If $\lambda$ is high: We heavily punish the model for complex weights.

In [3]:
import numpy as np

class RegularizedLinearRegression:
    def __init__(self, learning_rate=0.001, n_iterations=1000, lambda_param=0.1, mode='l2'):
        self.lr = learning_rate
        self.n_iterations = n_iterations
        self.lambda_param = lambda_param
        self.mode = mode  # 'l1' for Lasso, 'l2' for Ridge
        self.weights = None
        self.bias = None

**Step 2**: The Prediction (Forward Pass)The Math:This part does not change. Regardless of regularization, the linear prediction formula remains:$$y = w \cdot X + b$$

In [5]:
def predict(self, X):
        return np.dot(X, self.weights) + self.bias

**Step 3**: The Cost Function (The "Why")The Math:This is where we change the definition of "Success." We don't just want low error; we want low error AND small weights.
**Ridge (L2) Cost**:$$J(\theta) = \underbrace{\frac{1}{2m} \sum (y_{pred} - y)^2}_{\text{MSE}} + \underbrace{\lambda \sum \theta^2}_{\text{Penalty}}$$**Lasso (L1) Cost**:$$J(\theta) = \underbrace{\frac{1}{2m} \sum (y_{pred} - y)^2}_{\text{MSE}} + \underbrace{\lambda \sum |\theta|}_{\text{Penalty}}$$**Note**: We calculate this just to track progress.
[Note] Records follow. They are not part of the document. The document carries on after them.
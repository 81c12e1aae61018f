//! Gray-code Mₖ matrix used to invert uniformly-controlled rotation angles.

use ndarray::Array2;

/// Binary-reflected Gray code of `j`.
fn gray(j: usize) -> usize {
    j ^ (j >> 1)
}

/// The `2^k × 2^k` matrix `M[i,j] = (-1)^popcount(i & gray(j))`.
///
/// `dim` is `2^k`, the full matrix side length (not `k` itself).
pub fn m_k(dim: usize) -> Array2<f64> {
    Array2::from_shape_fn((dim, dim), |(i, j)| {
        if (i & gray(j)).count_ones() % 2 == 0 {
            1.0
        } else {
            -1.0
        }
    })
}
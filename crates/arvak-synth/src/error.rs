//! Error types for the unitary decomposition engine.

use thiserror::Error;

/// Errors produced while constructing or decomposing a [`crate::Unitary`].
#[derive(Debug, Error)]
#[non_exhaustive]
pub enum SynthError {
    /// Input length is not a perfect square, or its square root is not a
    /// power of two.
    #[error("input length {len} is not N\u{00B2} for N a power of two")]
    BadShape {
        /// The offending flat input length.
        len: usize,
    },

    /// `‖M·M* − I‖_∞` exceeded the unitarity tolerance.
    #[error("matrix '{name}' is not unitary: max deviation {deviation:e} exceeds tolerance {tolerance:e}")]
    NonUnitary {
        /// Name of the offending [`crate::Unitary`] handle, for diagnostics.
        name: String,
        /// The measured `‖M·M* − I‖_∞` deviation.
        deviation: f64,
        /// The tolerance that was exceeded.
        tolerance: f64,
    },

    /// The demultiplexer encountered two equal unitary blocks larger than
    /// 2×2, a case with no known closed-form decomposition wired up here.
    #[error("demultiplexing of equal {size}x{size} blocks is not implemented")]
    NotImplemented {
        /// Side length of the offending block.
        size: usize,
    },

    /// The underlying SVD/QR/eigensolver failed to converge or was handed a
    /// shape it cannot factor.
    #[error("linear algebra backend failed: {0}")]
    LinAlgFailure(String),

    /// `decompose` was called more than once on the same handle.
    #[error("unitary '{name}' has already been decomposed")]
    AlreadyDecomposed {
        /// Name of the handle that was re-invoked.
        name: String,
    },
}

/// Result type for decomposition operations.
pub type SynthResult<T> = Result<T, SynthError>;
//! Multi-controlled Y/Z rotation angle solvers.
//!
//! Both convert a diagonal produced upstream (the CSD sine diagonal, or a
//! demultiplexed phase diagonal) into `2^k` rotation angles by inverting the
//! Gray-code sign pattern in [`crate::graycode::m_k`].

use ndarray::{Array1, Array2};
use num_complex::Complex64;

use crate::error::SynthResult;
use crate::graycode::m_k;
use crate::linalg;

/// Solve `Mₖ · t = v` and append all `2^k` entries of `t` in order.
fn solve_and_append(v: Array1<f64>, k: usize, instructions: &mut Vec<f64>) -> SynthResult<()> {
    let dim = 1usize << k;
    let m = m_k(dim);
    let t = linalg::solve_col_piv_qr(&m, &v)?;
    instructions.extend(t.iter().copied());
    Ok(())
}

/// Uniformly-controlled Y rotation angles from the CSD sine diagonal `s`.
///
/// `v = 2·arcsin(Re(diag s))`, solved against `Mₖ`.
pub fn multicontrolled_y(
    s: &Array2<Complex64>,
    k: usize,
    instructions: &mut Vec<f64>,
) -> SynthResult<()> {
    let dim = s.nrows();
    let v = Array1::from_shape_fn(dim, |i| 2.0 * s[(i, i)].re.clamp(-1.0, 1.0).asin());
    solve_and_append(v, k, instructions)
}

/// Uniformly-controlled Z rotation angles from a demultiplexed phase
/// diagonal `d` (unit modulus on the diagonal).
///
/// `v = Re(2·ln(diag d) / i)`, which for unit-modulus `d` reduces to
/// `2·arg(d)`, solved against `Mₖ`.
pub fn multicontrolled_z(
    d: &Array2<Complex64>,
    k: usize,
    instructions: &mut Vec<f64>,
) -> SynthResult<()> {
    let dim = d.nrows();
    let v = Array1::from_shape_fn(dim, |i| 2.0 * d[(i, i)].arg());
    solve_and_append(v, k, instructions)
}

#[cfg(test)]
mod tests {
    use super::*;
    use crate::graycode::m_k;

    #[test]
    fn multicontrolled_y_round_trips_through_mk() {
        // Pick angles, build the diagonal `s = sin(theta/2)` that would have
        // produced them, and check the solver recovers the original angles.
        let k = 2;
        let dim = 1usize << k;
        let angles = vec![0.1, -0.4, 0.7, 0.2];
        let m = m_k(dim);
        let v = m.dot(&Array1::from_vec(angles.clone()));
        let s_diag = Array2::from_shape_fn((dim, dim), |(i, j)| {
            if i == j {
                Complex64::new((v[i] / 2.0).sin(), 0.0)
            } else {
                Complex64::new(0.0, 0.0)
            }
        });
        let mut instr = Vec::new();
        multicontrolled_y(&s_diag, k, &mut instr).unwrap();
        for (got, want) in instr.iter().zip(angles.iter()) {
            assert!((got - want).abs() < 1e-8, "{got} vs {want}");
        }
    }

    #[test]
    fn multicontrolled_z_appends_dim_entries() {
        let k = 1;
        let dim = 1usize << k;
        let d = Array2::from_shape_fn((dim, dim), |(i, j)| {
            if i == j {
                Complex64::new(0.0, if i == 0 { 0.3 } else { -0.6 }).exp()
            } else {
                Complex64::new(0.0, 0.0)
            }
        });
        let mut instr = Vec::new();
        multicontrolled_z(&d, k, &mut instr).unwrap();
        assert_eq!(instr.len(), dim);
    }
}
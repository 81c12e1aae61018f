//! Recursion driver: unitarity precheck, base case, block-diagonal shortcut,
//! and the general Cosine-Sine Decomposition descent.

use ndarray::{Array2, ArrayView2};
use tracing::{debug, info};

use crate::csd;
use crate::demux;
use crate::error::{SynthError, SynthResult};
use crate::linalg;
use crate::ucr;
use crate::zyz;

const UNITARITY_TOLERANCE: f64 = 1e-5;
const BLOCK_ZERO_TOLERANCE: f64 = 1e-14;

/// Number of angle entries the block-diagonal shortcut substitutes for the
/// general case's multi-controlled-Y stream, at recursion depth producing
/// an `n`-qubit matrix (`n >= 2`).
fn gates_saved(n: u32) -> usize {
    let two_n = 2f64.powi(n as i32);
    let two_n1 = 2f64.powi(n as i32 - 1);
    let two_n2 = 2f64.powi(n as i32 - 2);
    let total = 3.0 * two_n1 * (two_n - 1.0);
    let split = 2.0 * 3.0 * two_n2 * (two_n1 - 1.0) + two_n2 * (two_n - 2.0);
    (total - split).round() as usize
}

/// Top-level entry: check unitarity, transpose, and recurse.
pub fn decompose(name: &str, matrix: Array2<num_complex::Complex64>) -> SynthResult<Vec<f64>> {
    let n = matrix.nrows();
    let number_of_bits = (n as f64).log2().round() as u32;

    let deviation = linalg::unitarity_deviation(matrix.view());
    if deviation > UNITARITY_TOLERANCE {
        return Err(SynthError::NonUnitary {
            name: name.to_string(),
            deviation,
            tolerance: UNITARITY_TOLERANCE,
        });
    }

    let transposed = matrix.t().to_owned();
    let mut instructions = Vec::new();
    decomp_function(transposed.view(), number_of_bits, &mut instructions)?;

    info!(
        name,
        instruction_count = instructions.len(),
        "unitary decomposition complete"
    );
    Ok(instructions)
}

/// Recursive core. `n` is the qubit count of `m` (`m` is `2^n × 2^n`).
pub(crate) fn decomp_function(
    m: ArrayView2<num_complex::Complex64>,
    n: u32,
    instructions: &mut Vec<f64>,
) -> SynthResult<()> {
    debug!(size = m.nrows(), n, "entering recursion frame");

    if n == 1 {
        zyz::decompose_into(m, instructions);
        return Ok(());
    }

    let (q1, u01, q2, u11) = linalg::quarter_blocks(m);
    if linalg::block_is_zero(q2.view(), BLOCK_ZERO_TOLERANCE)
        && linalg::block_is_zero(u01.view(), BLOCK_ZERO_TOLERANCE)
    {
        debug!(n, "block-diagonal shortcut taken");
        demux::demultiplex(q1.view(), u11.view(), n - 1, instructions)?;
        let saved = gates_saved(n);
        instructions.extend(std::iter::repeat(0.0).take(saved));
        return Ok(());
    }

    let decomposed = csd::thin_csd(m)?;
    demux::demultiplex(decomposed.v1.view(), decomposed.v2.view(), n - 1, instructions)?;
    ucr::multicontrolled_y(&decomposed.s, (n - 1) as usize, instructions)?;
    demux::demultiplex(decomposed.u1.view(), decomposed.u2.view(), n - 1, instructions)?;

    Ok(())
}

#[cfg(test)]
mod tests {
    use super::*;

    #[test]
    fn gates_saved_matches_known_value_at_n_2() {
        assert_eq!(gates_saved(2), 10);
    }

    #[test]
    fn identity_one_qubit_decomposes_to_three_zero_angles() {
        use ndarray::array;
        use num_complex::Complex64;
        let one = Complex64::new(1.0, 0.0);
        let zero = Complex64::new(0.0, 0.0);
        let m = array![[one, zero], [zero, one]];
        let instr = decompose("identity", m).unwrap();
        assert_eq!(instr.len(), 3);
        for v in instr {
            assert!(v.abs() < 1e-12);
        }
    }

    #[test]
    fn non_unitary_input_is_rejected() {
        use ndarray::array;
        use num_complex::Complex64;
        let two = Complex64::new(2.0, 0.0);
        let zero = Complex64::new(0.0, 0.0);
        let m = array![[two, zero], [zero, two]];
        let err = decompose("scaled", m).unwrap_err();
        assert!(matches!(err, SynthError::NonUnitary { .. }));
    }

    #[test]
    fn cnot_decomposes_to_expected_angle_count() {
        use ndarray::array;
        use num_complex::Complex64;
        let z = Complex64::new(0.0, 0.0);
        let o = Complex64::new(1.0, 0.0);
        let m = array![
            [o, z, z, z],
            [z, o, z, z],
            [z, z, z, o],
            [z, z, o, z],
        ];
        // CNOT is block-diagonal (diag(I, X)), so it takes the shortcut:
        // demultiplexing (I, X) costs f(2) = 8 entries, plus gates_saved(2) = 10
        // zero placeholders, for 18 total (see DESIGN.md).
        let instr = decompose("cnot", m).unwrap();
        assert_eq!(instr.len(), 18);
    }
}
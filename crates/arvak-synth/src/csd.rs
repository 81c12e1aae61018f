//! Thin Cosine-Sine Decomposition of an even-dimensioned unitary.
//!
//! ```text
//! U = [ Q1  U01 ]     U = [ u1       ] [ c  s] [ v1* ]
//!     [ Q2  U11 ]         [       u2 ] [-s  c] [  v2*]
//! ```

use ndarray::{s, Array2, ArrayView2};
use num_complex::Complex64;

use crate::error::SynthResult;
use crate::linalg;

const INV_SQRT2: f64 = std::f64::consts::FRAC_1_SQRT_2;

/// The six factors of a thin CSD: `u1`, `u2`, `v1`, `v2` are unitary
/// `N/2 × N/2` blocks; `c`, `s` are real non-negative diagonal `N/2 × N/2`
/// matrices with `c² + s² = I`.
pub struct Csd {
    /// Left factor of the top block.
    pub u1: Array2<Complex64>,
    /// Left factor of the bottom block.
    pub u2: Array2<Complex64>,
    /// Right factor shared by the top row of the middle factor.
    pub v1: Array2<Complex64>,
    /// Right factor shared by the bottom row of the middle factor.
    pub v2: Array2<Complex64>,
    /// Cosine diagonal.
    pub c: Array2<Complex64>,
    /// Sine diagonal.
    pub s: Array2<Complex64>,
}

fn diag_from_reals(v: &[f64]) -> Array2<Complex64> {
    let n = v.len();
    Array2::from_shape_fn((n, n), |(i, j)| {
        if i == j {
            Complex64::new(v[i], 0.0)
        } else {
            Complex64::new(0.0, 0.0)
        }
    })
}

/// Negate column `j` of `m` in place.
fn negate_col(m: &mut Array2<Complex64>, j: usize) {
    for i in 0..m.nrows() {
        m[(i, j)] = -m[(i, j)];
    }
}

/// Compute the thin CSD of an `N×N` unitary `u`, `N` even.
pub fn thin_csd(u: ArrayView2<Complex64>) -> SynthResult<Csd> {
    let n = u.nrows();
    let p = n / 2;

    let q1 = u.slice(s![..p, ..p]);
    let q2_orig = u.slice(s![p.., ..p]).to_owned();

    let svd = linalg::thin_svd(q1)?;
    let mut u1 = svd.u;
    let mut v1 = svd.v;
    // Reverse singular-value order so small `c` values appear first.
    let z = linalg::anti_diagonal(p);
    u1 = u1.dot(&z);
    v1 = v1.dot(&z);
    let mut c_diag: Vec<f64> = svd.s.iter().copied().collect();
    c_diag.reverse();
    let mut c = diag_from_reals(&c_diag);

    // Q2' = Q2 * v1, with v1 already reversed.
    let q2 = q2_orig.dot(&v1);

    let mut k = 0usize;
    for j in 1..p {
        if c[(j, j)].re <= INV_SQRT2 {
            k = j;
        }
    }

    let b = q2.slice(s![.., ..=k]).to_owned();
    let mut u2 = linalg::householder_full_q(b.view())?;
    let mut s = linalg::adjoint(u2.view()).dot(&q2);

    if k < p - 1 {
        k += 1;
        let width = p - k;
        let sub = s.slice(s![k.., k..]).to_owned();
        let sub_svd = linalg::thin_svd(sub.view())?;
        let sub_diag = diag_from_reals(
            sub_svd
                .s
                .as_slice()
                .expect("thin_svd always returns a standard-layout Array1"),
        );
        s.slice_mut(s![k.., k..]).assign(&sub_diag);

        let c_block = c.slice(s![.., k..]).to_owned();
        let sub_v_adjoint = linalg::adjoint(sub_svd.v.view());
        c.slice_mut(s![.., k..]).assign(&c_block.dot(&sub_v_adjoint));

        let u2_block = u2.slice(s![.., k..]).to_owned();
        u2.slice_mut(s![.., k..]).assign(&u2_block.dot(&sub_svd.u));

        let v1_block = v1.slice(s![.., k..]).to_owned();
        v1.slice_mut(s![.., k..]).assign(&v1_block.dot(&sub_svd.v));

        debug_assert_eq!(width, p - k);
        let c_sub = c.slice(s![k.., k..]).to_owned();
        let q_full = linalg::householder_full_q(c_sub.view())?;
        let u1_block = u1.slice(s![.., k..]).to_owned();
        u1.slice_mut(s![.., k..]).assign(&u1_block.dot(&q_full));
    }

    for j in 0..p {
        if c[(j, j)].re < 0.0 {
            c[(j, j)] = -c[(j, j)];
            negate_col(&mut u1, j);
        }
        if s[(j, j)].re < 0.0 {
            s[(j, j)] = -s[(j, j)];
            negate_col(&mut u2, j);
        }
    }

    v1 = linalg::adjoint(v1.view());
    s.mapv_inplace(|z| -z);

    let u01 = u.slice(s![..p, p..]).to_owned();
    let u11 = u.slice(s![p.., p..]).to_owned();
    let t1 = linalg::adjoint(u1.view()).dot(&u01);
    let t2 = linalg::adjoint(u2.view()).dot(&u11);

    let mut v2 = Array2::<Complex64>::zeros((p, p));
    for i in 0..p {
        if s[(i, i)].norm() > c[(i, i)].norm() {
            let denom = s[(i, i)];
            for col in 0..p {
                v2[(i, col)] = t1[(i, col)] / denom;
            }
        } else {
            let denom = c[(i, i)];
            for col in 0..p {
                v2[(i, col)] = t2[(i, col)] / denom;
            }
        }
    }

    Ok(Csd {
        u1,
        u2,
        v1,
        v2,
        c,
        s,
    })
}

#[cfg(test)]
mod tests {
    use super::*;
    use ndarray::array;

    fn cnot() -> Array2<Complex64> {
        let z = Complex64::new(0.0, 0.0);
        let o = Complex64::new(1.0, 0.0);
        array![
            [o, z, z, z],
            [z, o, z, z],
            [z, z, z, o],
            [z, z, o, z],
        ]
    }

    #[test]
    fn cnot_factors_are_unitary() {
        let csd = thin_csd(cnot().view()).unwrap();
        for block in [&csd.u1, &csd.u2, &csd.v1, &csd.v2] {
            let prod = block.dot(&linalg::adjoint(block.view()));
            for i in 0..prod.nrows() {
                for j in 0..prod.ncols() {
                    let expected = if i == j {
                        Complex64::new(1.0, 0.0)
                    } else {
                        Complex64::new(0.0, 0.0)
                    };
                    assert!((prod[(i, j)] - expected).norm() < 1e-8);
                }
            }
        }
    }

    #[test]
    fn cosine_sine_identity_holds() {
        let csd = thin_csd(cnot().view()).unwrap();
        for i in 0..csd.c.nrows() {
            let cc = csd.c[(i, i)].re;
            let ss = csd.s[(i, i)].re;
            assert!((cc * cc + ss * ss - 1.0).abs() < 1e-8);
        }
    }

    #[test]
    fn reconstructs_original_matrix() {
        let u = cnot();
        let csd = thin_csd(u.view()).unwrap();
        let p = csd.c.nrows();
        let mut reconstructed = Array2::<Complex64>::zeros((2 * p, 2 * p));
        // `csd.v1` is already the adjoint of the SVD's right factor and
        // `csd.s` already carries its final sign flip, so the blocks below
        // use the returned factors directly (no further adjoint/negation).
        let top_left = csd.u1.dot(&csd.c).dot(&csd.v1);
        let bottom_left = csd.u2.dot(&csd.s).dot(&csd.v1);
        let top_right = csd.u1.dot(&csd.s).dot(&csd.v2);
        let bottom_right = csd.u2.dot(&csd.c).dot(&csd.v2);
        reconstructed.slice_mut(s![..p, ..p]).assign(&top_left);
        reconstructed.slice_mut(s![p.., ..p]).assign(&bottom_left);
        reconstructed.slice_mut(s![..p, p..]).assign(&top_right);
        reconstructed.slice_mut(s![p.., p..]).assign(&bottom_right);

        for i in 0..2 * p {
            for j in 0..2 * p {
                assert!(
                    (reconstructed[(i, j)] - u[(i, j)]).norm() < 1e-6,
                    "mismatch at ({i},{j})"
                );
            }
        }
    }
}
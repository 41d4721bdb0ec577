pub mod seat;
pub mod policy;
pub mod reconcile;
pub mod rules;
pub mod repository;
pub mod expiry;
pub mod service;

pub use policy::SeatingPolicy;
pub use reconcile::reconcile;
pub use repository::{SeatStore, StoreError};
pub use rules::{validate_booking, CandidateData, RuleViolation};
pub use seat::{BookingRecord, Gender, Passenger, Seat, SeatPosition, SeatSide};
pub use service::{OccupancySummary, SeatService};

#[derive(Debug, thiserror::Error)]
pub enum BookingError {
    #[error(transparent)]
    Rule(#[from] RuleViolation),
    #[error(transparent)]
    Store(#[from] StoreError),
}

pub type BookingResult<T> = Result<T, BookingError>;
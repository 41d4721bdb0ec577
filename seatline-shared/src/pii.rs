use std::fmt;

/// Wraps a passenger identifier so it never reaches the logs in clear text.
///
/// `Debug` and `Display` print only the last two characters.
#[derive(Clone, PartialEq, Eq)]
pub struct Masked<T>(pub T);

impl<T: AsRef<str>> Masked<T> {
    fn redacted(&self) -> String {
        let value = self.0.as_ref();
        let count = value.chars().count();
        if count <= 2 {
            return "*".repeat(count.max(1));
        }
        let tail: String = value.chars().skip(count - 2).collect();
        format!("{}{}", "*".repeat(count - 2), tail)
    }
}

impl<T: AsRef<str>> fmt::Debug for Masked<T> {
    fn fmt(&self, f: &mut fmt::Formatter<'_>) -> fmt::Result {
        write!(f, "{}", self.redacted())
    }
}

impl<T: AsRef<str>> fmt::Display for Masked<T> {
    fn fmt(&self, f: &mut fmt::Formatter<'_>) -> fmt::Result {
        write!(f, "{}", self.redacted())
    }
}

impl<T> Masked<T> {
    pub fn into_inner(self) -> T {
        self.0
    }
}

#[cfg(test)]
mod tests {
    use super::*;

    #[test]
    fn test_display_keeps_only_tail() {
        let reg = Masked("REG001".to_string());
        assert_eq!(reg.to_string(), "****01");
        assert_eq!(format!("{:?}", reg), "****01");
    }

    #[test]
    fn test_short_values_fully_masked() {
        assert_eq!(Masked("A1").to_string(), "**");
        assert_eq!(Masked("").to_string(), "*");
    }

    #[test]
    fn test_into_inner_returns_value() {
        assert_eq!(Masked("REG001").into_inner(), "REG001");
    }
}
use async_trait::async_trait;
use chrono::{DateTime, Utc};
use sqlx::PgPool;
use uuid::Uuid;
use seatline_core::repository::{SeatStore, StoreError, StoreResult};
use seatline_core::seat::{BookingRecord, Gender};

pub struct PostgresSeatStore {
    pool: PgPool,
}

impl PostgresSeatStore {
    pub fn new(pool: PgPool) -> Self {
        Self { pool }
    }
}

#[derive(sqlx::FromRow)]
struct BookingRow {
    id: Uuid,
    seat_id: i32,
    full_name: String,
    registration_no: String,
    gender: String,
    created_at: DateTime<Utc>,
}

impl TryFrom<BookingRow> for BookingRecord {
    type Error = StoreError;

    fn try_from(row: BookingRow) -> Result<Self, Self::Error> {
        let seat_id = u32::try_from(row.seat_id)
            .map_err(|_| StoreError::Query(format!("booking {} has negative seat id {}", row.id, row.seat_id)))?;
        let gender = row
            .gender
            .parse::<Gender>()
            .map_err(|e| StoreError::Query(format!("booking {}: {}", row.id, e)))?;

        Ok(BookingRecord {
            id: row.id,
            seat_id,
            full_name: row.full_name,
            registration_no: row.registration_no,
            gender,
            created_at: row.created_at,
        })
    }
}

fn store_error(err: sqlx::Error) -> StoreError {
    match &err {
        sqlx::Error::PoolTimedOut | sqlx::Error::PoolClosed | sqlx::Error::Io(_) | sqlx::Error::Tls(_) => {
            StoreError::Unavailable(err.to_string())
        }
        _ => StoreError::Query(err.to_string()),
    }
}

#[async_trait]
impl SeatStore for PostgresSeatStore {
    async fn list_bookings(&self) -> StoreResult<Vec<BookingRecord>> {
        let rows = sqlx::query_as::<_, BookingRow>(
            r#"
            SELECT id, seat_id, full_name, registration_no, gender, created_at
            FROM seat_bookings
            ORDER BY seat_id, created_at
            "#,
        )
        .fetch_all(&self.pool)
        .await
        .map_err(store_error)?;

        rows.into_iter().map(BookingRecord::try_from).collect()
    }

    async fn insert_booking(&self, record: &BookingRecord) -> StoreResult<BookingRecord> {
        let seat_id = i32::try_from(record.seat_id)
            .map_err(|_| StoreError::Query(format!("seat id {} out of range", record.seat_id)))?;

        let row = sqlx::query_as::<_, BookingRow>(
            r#"
            INSERT INTO seat_bookings (id, seat_id, full_name, registration_no, gender, created_at)
            VALUES ($1, $2, $3, $4, $5, $6)
            RETURNING id, seat_id, full_name, registration_no, gender, created_at
            "#,
        )
        .bind(record.id)
        .bind(seat_id)
        .bind(&record.full_name)
        .bind(&record.registration_no)
        .bind(record.gender.as_str())
        .bind(record.created_at)
        .fetch_one(&self.pool)
        .await
        .map_err(|e| {
            if let sqlx::Error::Database(db_err) = &e {
                if db_err.is_unique_violation() {
                    return StoreError::Conflict { seat_id: record.seat_id };
                }
            }
            store_error(e)
        })?;

        BookingRecord::try_from(row)
    }

    async fn delete_bookings_older_than(&self, cutoff: DateTime<Utc>) -> StoreResult<u64> {
        let result = sqlx::query("DELETE FROM seat_bookings WHERE created_at < $1")
            .bind(cutoff)
            .execute(&self.pool)
            .await
            .map_err(store_error)?;

        Ok(result.rows_affected())
    }
}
It is not strictly needed for the gradient descent update, but it's great for debugging.

In [7]:
def _compute_cost(self, y_predicted, y, n_samples):
        # 1. Standard Error (MSE)
        cost = np.sum((y_predicted - y) ** 2) / (2 * n_samples)
        
        # 2. Add Regularization Penalty
        if self.mode == 'l2':
            penalty = self.lambda_param * np.sum(self.weights ** 2)
        else: # l1
            penalty = self.lambda_param * np.sum(np.abs(self.weights))
            
        return cost + penalty

**Step 4**: The Derivatives (The "How")
We need to find the gradient (slope) to update our weights.When we take the derivative of the penalty terms, we get:Ridge Derivative: The derivative of $\theta^2$ is $2\theta$.$$dw = \text{Standard Gradient} + 2\lambda \theta$$Lasso Derivative: The derivative of $|\theta|$ is the sign of $\theta$ (either +1 or -1).$$dw = \text{Standard Gradient} + \lambda \cdot \text{sign}(\theta)$$

In [9]:
def _get_gradients(self, X, y, y_predicted, n_samples):
        # 1. Calculate Standard Gradient (dW)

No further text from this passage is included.